→ **Problem description**:
Going from the line that contains "assert_eq!(unknown.kind(), PxErrorKind::UnknownProperty);" down to the last line in the listing below, reproduce every line exactly and include no others.

(Available records)

// p_local.rs — constants and small types shared by the play modules

pub use rdoom_common::m_fixed::{
    fixed_div, fixed_from_int, fixed_mul, fixed_to_int, Fixed, FRACBITS, FRACUNIT,
};
pub use rdoom_common::tables::Angle;

use crate::p_mobj::MobjId;

// ============================================================
// Blockmap geometry
// ============================================================

pub const MAPBLOCKUNITS: i32 = 128;
pub const MAPBLOCKSIZE: Fixed = MAPBLOCKUNITS * FRACUNIT;
pub const MAPBLOCKSHIFT: i32 = FRACBITS + 7;
pub const MAPBMASK: Fixed = MAPBLOCKSIZE - 1;
pub const MAPBTOFRAC: i32 = MAPBLOCKSHIFT - FRACBITS;

/// Largest radius of any actor. Actors are linked into the cell holding
/// their origin, so box queries widen by this much to see overlapping ones.
pub const MAXRADIUS: Fixed = 32 * FRACUNIT;

// ============================================================
// Movement and attack ranges
// ============================================================

pub const MAXMOVE: Fixed = 30 * FRACUNIT;
pub const STEPHEIGHT: Fixed = 24 * FRACUNIT;
pub const USERANGE: Fixed = 64 * FRACUNIT;
pub const MISSILERANGE: Fixed = 32 * 64 * FRACUNIT;

/// Grid cells a single path trace may visit.
pub const MAX_TRACE_STEPS: usize = 64;
/// Slide attempts before falling back to the stairstep.
pub const MAX_SLIDE_ATTEMPTS: usize = 3;

/// Damage value reserved for probe traces (laser sights, crosshair
/// target lookup). A probe finds the impact point and nothing else.
pub const LASER_PROBE_DAMAGE: i32 = i32::MIN;

// ============================================================
// Bounding boxes
// ============================================================

pub const BOXTOP: usize = 0;
pub const BOXBOTTOM: usize = 1;
pub const BOXLEFT: usize = 2;
pub const BOXRIGHT: usize = 3;

pub type BBox = [Fixed; 4];

pub fn m_clear_box(b: &mut BBox) {
    b[BOXTOP] = i32::MIN;
    b[BOXRIGHT] = i32::MIN;
    b[BOXBOTTOM] = i32::MAX;
    b[BOXLEFT] = i32::MAX;
}

pub fn m_add_to_box(b: &mut BBox, x: Fixed, y: Fixed) {
    if x < b[BOXLEFT] {
        b[BOXLEFT] = x;
    }
    if x > b[BOXRIGHT] {
        b[BOXRIGHT] = x;
    }
    if y < b[BOXBOTTOM] {
        b[BOXBOTTOM] = y;
    }
    if y > b[BOXTOP] {
        b[BOXTOP] = y;
    }
}

// ============================================================
// Visitors and traces
// ============================================================

/// What a visitor wants the iteration to do next.
#[derive(Debug, Clone, Copy, PartialEq, Eq)]
#[must_use]
pub enum Visit {
    Continue,
    /// A blocking or final condition was found.
    Stop,
}

impl Visit {
    #[inline]
    pub fn continue_if(cond: bool) -> Self {
        if cond {
            Visit::Continue
        } else {
            Visit::Stop
        }
    }
}

bitflags::bitflags! {
    #[derive(Clone, Copy, Debug, Default, PartialEq, Eq)]
    pub struct PathFlags: u32 {
        const ADD_LINES  = 0x01;
        const ADD_THINGS = 0x02;
        /// A one-sided wall before the end of the trace aborts the whole trace.
        const EARLY_OUT  = 0x04;
    }
}

/// A line as origin plus direction.
#[derive(Debug, Clone, Copy, Default, PartialEq, Eq)]
pub struct Divline {
    pub x: Fixed,
    pub y: Fixed,
    pub dx: Fixed,
    pub dy: Fixed,
}

#[derive(Debug, Clone, Copy, PartialEq, Eq)]
pub enum InterceptTarget {
    Line(usize),
    Thing(MobjId),
}

/// A candidate contact at `frac` along the traced segment (FRACUNIT = end).
#[derive(Debug, Clone, Copy, PartialEq, Eq)]
pub struct Intercept {
    pub frac: Fixed,
    pub target: InterceptTarget,
}
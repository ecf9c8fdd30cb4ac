// p_mobj.rs — actors and the generational actor arena

use std::ops::{Index, IndexMut};

use crate::p_local::{Angle, Fixed};

bitflags::bitflags! {
    /// Actor flags. Bit values match the legacy engine so that flag words
    /// stored in demos and saves keep their meaning.
    #[derive(Clone, Copy, Debug, Default, PartialEq, Eq)]
    pub struct MobjFlags: u32 {
        /// Call the touch hook when something touches this.
        const SPECIAL      = 0x0000_0001;
        /// Blocks movement.
        const SOLID        = 0x0000_0002;
        /// Can be hit by attacks.
        const SHOOTABLE    = 0x0000_0004;
        /// Not linked into a sector actor list (invisible but touchable).
        const NOSECTOR     = 0x0000_0008;
        /// Not linked into the blockmap (inert but displayable).
        const NOBLOCKMAP   = 0x0000_0010;
        const AMBUSH       = 0x0000_0020;
        const JUSTHIT      = 0x0000_0040;
        const JUSTATTACKED = 0x0000_0080;
        /// Spawned hanging from the ceiling.
        const SPAWNCEILING = 0x0000_0100;
        const NOGRAVITY    = 0x0000_0200;
        /// Allowed to step off high ledges.
        const DROPOFF      = 0x0000_0400;
        /// Picks up SPECIAL items.
        const PICKUP       = 0x0000_0800;
        /// Ignores every collision test.
        const NOCLIP       = 0x0000_1000;
        /// Slides along walls when a move is blocked.
        const SLIDE        = 0x0000_2000;
        const FLOAT        = 0x0000_4000;
        /// Skips fit and step checks and never crosses special lines.
        const TELEPORT     = 0x0000_8000;
        const MISSILE      = 0x0001_0000;
        /// Dropped by a monster; removed when crushed.
        const DROPPED      = 0x0002_0000;
        const SHADOW       = 0x0004_0000;
        /// Puffs instead of bleeding.
        const NOBLOOD      = 0x0008_0000;
        const CORPSE       = 0x0010_0000;
        const INFLOAT      = 0x0020_0000;
        const COUNTKILL    = 0x0040_0000;
        const COUNTITEM    = 0x0080_0000;
        /// Charging lost soul; slams into whatever it hits.
        const SKULLFLY     = 0x0100_0000;
        const NOTDMATCH    = 0x0200_0000;
    }
}

/// Stable handle to an actor. The generation is bumped every time a slot is
/// reused, so a handle kept past its actor's removal never resolves.
#[derive(Clone, Copy, Debug, PartialEq, Eq, Hash)]
pub struct MobjId {
    pub index: u32,
    pub generation: u32,
}

/// Where a newly spawned actor is placed vertically.
#[derive(Clone, Copy, Debug, PartialEq, Eq)]
pub enum SpawnZ {
    /// Floor, or ceiling for SPAWNCEILING actors.
    Auto,
    OnFloor,
    OnCeiling,
    At(Fixed),
}

/// A mobile object: the player, a monster, a missile, an item.
#[derive(Clone, Debug, Default)]
pub struct Mobj {
    pub x: Fixed,
    pub y: Fixed,
    pub z: Fixed,
    pub angle: Angle,

    pub radius: Fixed,
    pub height: Fixed,

    pub momx: Fixed,
    pub momy: Fixed,
    pub momz: Fixed,

    pub flags: MobjFlags,
    pub health: i32,
    /// Type tag owned by the game rules.
    pub kind: u32,
    pub player: Option<usize>,
    pub target: Option<MobjId>,

    /// Contact heights from the last successful position check.
    pub floorz: Fixed,
    pub ceilingz: Fixed,
    pub dropoffz: Fixed,

    pub subsector: usize,

    // sector actor list
    pub snext: Option<MobjId>,
    pub sprev: Option<MobjId>,
    // blockmap cell chain
    pub bnext: Option<MobjId>,
    pub bprev: Option<MobjId>,
}

impl Mobj {
    pub fn new(x: Fixed, y: Fixed, radius: Fixed, height: Fixed, flags: MobjFlags) -> Self {
        Self {
            x,
            y,
            radius,
            height,
            flags,
            health: 100,
            ..Default::default()
        }
    }

    #[inline]
    pub fn is_player(&self) -> bool {
        self.player.is_some()
    }

    #[inline]
    pub fn top(&self) -> Fixed {
        self.z + self.height
    }
}

// ============================================================
// Arena
// ============================================================

#[derive(Debug, Default)]
struct Slot {
    generation: u32,
    mobj: Option<Mobj>,
}

#[derive(Debug, Default)]
pub struct MobjPool {
    slots: Vec<Slot>,
    free: Vec<u32>,
    count: usize,
}

impl MobjPool {
    pub fn new() -> Self {
        Self::default()
    }

    pub fn insert(&mut self, mobj: Mobj) -> MobjId {
        self.count += 1;
        if let Some(index) = self.free.pop() {
            let slot = &mut self.slots[index as usize];
            slot.mobj = Some(mobj);
            return MobjId { index, generation: slot.generation };
        }
        let index = self.slots.len() as u32;
        self.slots.push(Slot { generation: 0, mobj: Some(mobj) });
        MobjId { index, generation: 0 }
    }

    /// Take an actor out of the arena. Its links are not touched; unlink
    /// it from the world first.
    pub fn remove(&mut self, id: MobjId) -> Option<Mobj> {
        let slot = self.slots.get_mut(id.index as usize)?;
        if slot.generation != id.generation {
            return None;
        }
        let mobj = slot.mobj.take()?;
        slot.generation = slot.generation.wrapping_add(1);
        self.free.push(id.index);
        self.count -= 1;
        Some(mobj)
    }

    pub fn get(&self, id: MobjId) -> Option<&Mobj> {
        self.slots
            .get(id.index as usize)
            .filter(|s| s.generation == id.generation)
            .and_then(|s| s.mobj.as_ref())
    }

    pub fn get_mut(&mut self, id: MobjId) -> Option<&mut Mobj> {
        self.slots
            .get_mut(id.index as usize)
            .filter(|s| s.generation == id.generation)
            .and_then(|s| s.mobj.as_mut())
    }

    #[inline]
    pub fn contains(&self, id: MobjId) -> bool {
        self.get(id).is_some()
    }

    pub fn len(&self) -> usize {
        self.count
    }

    pub fn is_empty(&self) -> bool {
        self.count == 0
    }

    pub fn iter(&self) -> impl Iterator<Item = (MobjId, &Mobj)> {
        self.slots.iter().enumerate().filter_map(|(i, s)| {
            s.mobj.as_ref().map(|m| {
                (MobjId { index: i as u32, generation: s.generation }, m)
            })
        })
    }

    pub fn ids(&self) -> Vec<MobjId> {
        self.iter().map(|(id, _)| id).collect()
    }
}

impl Index<MobjId> for MobjPool {
    type Output = Mobj;

    fn index(&self, id: MobjId) -> &Mobj {
        match self.get(id) {
            Some(m) => m,
            None => panic!("stale mobj id {:?}", id),
        }
    }
}

impl IndexMut<MobjId> for MobjPool {
    fn index_mut(&mut self, id: MobjId) -> &mut Mobj {
        match self.get_mut(id) {
            Some(m) => m,
            None => panic!("stale mobj id {:?}", id),
        }
    }
}

#[cfg(test)]
mod tests {
    use super::*;
    use crate::p_local::FRACUNIT;

    fn dummy() -> Mobj {
        Mobj::new(0, 0, 16 * FRACUNIT, 56 * FRACUNIT, MobjFlags::SOLID)
    }

    #[test]
    fn legacy_flag_bits() {
        assert_eq!(MobjFlags::SHOOTABLE.bits(), 4);
        assert_eq!(MobjFlags::NOCLIP.bits(), 0x1000);
        assert_eq!(MobjFlags::MISSILE.bits(), 0x10000);
        assert_eq!(MobjFlags::SKULLFLY.bits(), 0x1000000);
    }

    #[test]
    fn insert_get_remove() {
        let mut pool = MobjPool::new();
        let a = pool.insert(dummy());
        let b = pool.insert(dummy());
        assert_ne!(a, b);
        assert_eq!(pool.len(), 2);
        assert!(pool.remove(a).is_some());
        assert!(pool.get(a).is_none());
        assert!(pool.remove(a).is_none());
        assert_eq!(pool.len(), 1);
        assert!(pool.contains(b));
    }

    #[test]
    fn stale_id_does_not_alias_reused_slot() {
        let mut pool = MobjPool::new();
        let a = pool.insert(dummy());
        pool.remove(a);
        let mut m = dummy();
        m.health = 7;
        let c = pool.insert(m);
        // same slot, new generation
        assert_eq!(c.index, a.index);
        assert_ne!(c.generation, a.generation);
        assert!(pool.get(a).is_none());
        assert_eq!(pool[c].health, 7);
    }

    #[test]
    fn iter_skips_empty_slots() {
        let mut pool = MobjPool::new();
        let a = pool.insert(dummy());
        let b = pool.insert(dummy());
        let c = pool.insert(dummy());
        pool.remove(b);
        let ids = pool.ids();
        assert_eq!(ids, vec![a, c]);
    }

    #[test]
    #[should_panic]
    fn index_with_stale_id_panics() {
        let mut pool = MobjPool::new();
        let a = pool.insert(dummy());
        pool.remove(a);
        let _ = &pool[a];
    }
}
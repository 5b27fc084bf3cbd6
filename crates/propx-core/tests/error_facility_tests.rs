#![allow(clippy::unwrap_used, clippy::expect_used)]

mod common;

use common::{LAYOUT_DOM, PANEL, PLOT, SPACER};
use propx_core::errors::{PropxError, PxError, PxErrorKind};
use propx_core::model::ModelRef;
use propx_core::Value;
use std::error::Error;

#[test]
fn test_invalid_value_verifiable_by_kind() {
    let spacer = common::spacer();
    let err: PxError = spacer.set("width", "wide").unwrap_err().into();

    assert_eq!(err.kind(), PxErrorKind::InvalidValue);
    assert_eq!(err.code(), "ERR_INVALID_VALUE");
    assert_eq!(err.model_class(), Some("Spacer"));
    assert_eq!(err.property(), Some("width"));
    assert!(err
        .message()
        .starts_with("expected a value of type Nullable(NonNegative(Int)), got \"wide\" of type str"));
}

#[test]
fn test_validation_error_is_the_source() {
    let err = ModelRef::new(&SPACER, [("visible", Value::Int(1))]).unwrap_err();
    let source = err.source().expect("validation source");
    assert_eq!(
        source.to_string(),
        "expected a value of type Bool, got 1 of type int"
    );
    assert!(err.to_string().starts_with("Spacer.visible: expected a value of type Bool"));
}

#[test]
fn test_unset_distinct_from_unknown() {
    let panel = ModelRef::with_defaults(&PANEL).unwrap();

    let unset: PxError = panel.get("child").unwrap_err().into();
    assert_eq!(unset.kind(), PxErrorKind::UnsetValue);
    assert_eq!(unset.property(), Some("child"));

    let unknown: PxError = panel.get("children").unwrap_err().into();
    assert_eq!(unknown.kind(), PxErrorKind::UnknownProperty);
    assert_eq!(unknown.code(), "ERR_UNKNOWN_PROPERTY");
    assert_ne!(unset.kind(), unknown.kind());
}

#[test]
fn test_readonly_structured_fields() {
    let plot = ModelRef::with_defaults(&PLOT).unwrap();
    let err: PxError = plot.set("inner_width", 10).unwrap_err().into();

    assert_eq!(err.kind(), PxErrorKind::Readonly);
    assert_eq!(err.code(), "ERR_READONLY");
    assert_eq!(err.property(), Some("inner_width"));
}

#[test]
fn test_abstract_model_code() {
    let err: PxError = ModelRef::with_defaults(&LAYOUT_DOM).unwrap_err().into();
    assert_eq!(err.kind(), PxErrorKind::AbstractModel);
    assert_eq!(err.model_class(), Some("LayoutDOM"));
    assert_eq!(err.code(), "ERR_ABSTRACT_MODEL");
}

#[test]
fn test_listener_failure_code() {
    let spacer = common::spacer();
    spacer.on_change(|_, _, _| Err(PxError::new(PxErrorKind::Internal).with_message("closed")));

    let err: PxError = spacer.set("height", 3).unwrap_err().into();
    assert_eq!(err.kind(), PxErrorKind::Listener);
    assert_eq!(err.code(), "ERR_LISTENER");
    assert_eq!(err.property(), Some("height"));
}

#[test]
fn test_serde_errors_convert() {
    let json_err = serde_json::from_str::<serde_json::Value>("{").unwrap_err();
    let err: PropxError = json_err.into();
    assert!(matches!(err, PropxError::Serialization { .. }));

    let px: PxError = err.into();
    assert_eq!(px.code(), "ERR_SERIALIZATION");
}

#[test]
fn test_display_with_op_context() {
    let err = PxError::from(PropxError::Internal {
        message: "lock poisoned".to_string(),
    })
    .with_op("serialize_graph");
    assert_eq!(
        err.to_string(),
        "[ERR_INTERNAL] in operation 'serialize_graph': lock poisoned"
    );
    assert_eq!(err.op(), Some("serialize_graph"));
}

(End Available records)

→ **Output for this exercise**:
    assert_eq!(unknown.kind(), PxErrorKind::UnknownProperty);
    assert_eq!(unknown.code(), "ERR_UNKNOWN_PROPERTY");
    assert_ne!(unset.kind(), unknown.kind());
}

#[test]
fn test_readonly_structured_fields() {
    let plot = ModelRef::with_defaults(&PLOT).unwrap();
    let err: PxError = plot.set("inner_width", 10).unwrap_err().into();

    assert_eq!(err.kind(), PxErrorKind::Readonly);
    assert_eq!(err.code(), "ERR_READONLY");
    assert_eq!(err.property(), Some("inner_width"));
}

#[test]
fn test_abstract_model_code() {
    let err: PxError = ModelRef::with_defaults(&LAYOUT_DOM).unwrap_err().into();
    assert_eq!(err.kind(), PxErrorKind::AbstractModel);
    assert_eq!(err.model_class(), Some("LayoutDOM"));
    assert_eq!(err.code(), "ERR_ABSTRACT_MODEL");
}

#[test]
fn test_listener_failure_code() {
    let spacer = common::spacer();
    spacer.on_change(|_, _, _| Err(PxError::new(PxErrorKind::Internal).with_message("closed")));

    let err: PxError = spacer.set("height", 3).unwrap_err().into();
    assert_eq!(err.kind(), PxErrorKind::Listener);
    assert_eq!(err.code(), "ERR_LISTENER");
    assert_eq!(err.property(), Some("height"));
}

#[test]
fn test_serde_errors_convert() {
    let json_err = serde_json::from_str::<serde_json::Value>("{").unwrap_err();
    let err: PropxError = json_err.into();
    assert!(matches!(err, PropxError::Serialization { .. }));

    let px: PxError = err.into();
    assert_eq!(px.code(), "ERR_SERIALIZATION");
}

#[test]
fn test_display_with_op_context() {
    let err = PxError::from(PropxError::Internal {
        message: "lock poisoned".to_string(),
    })
    .with_op("serialize_graph");
    assert_eq!(
        err.to_string(),
        "[ERR_INTERNAL] in operation 'serialize_graph': lock poisoned"
    );
    assert_eq!(err.op(), Some("serialize_graph"));
}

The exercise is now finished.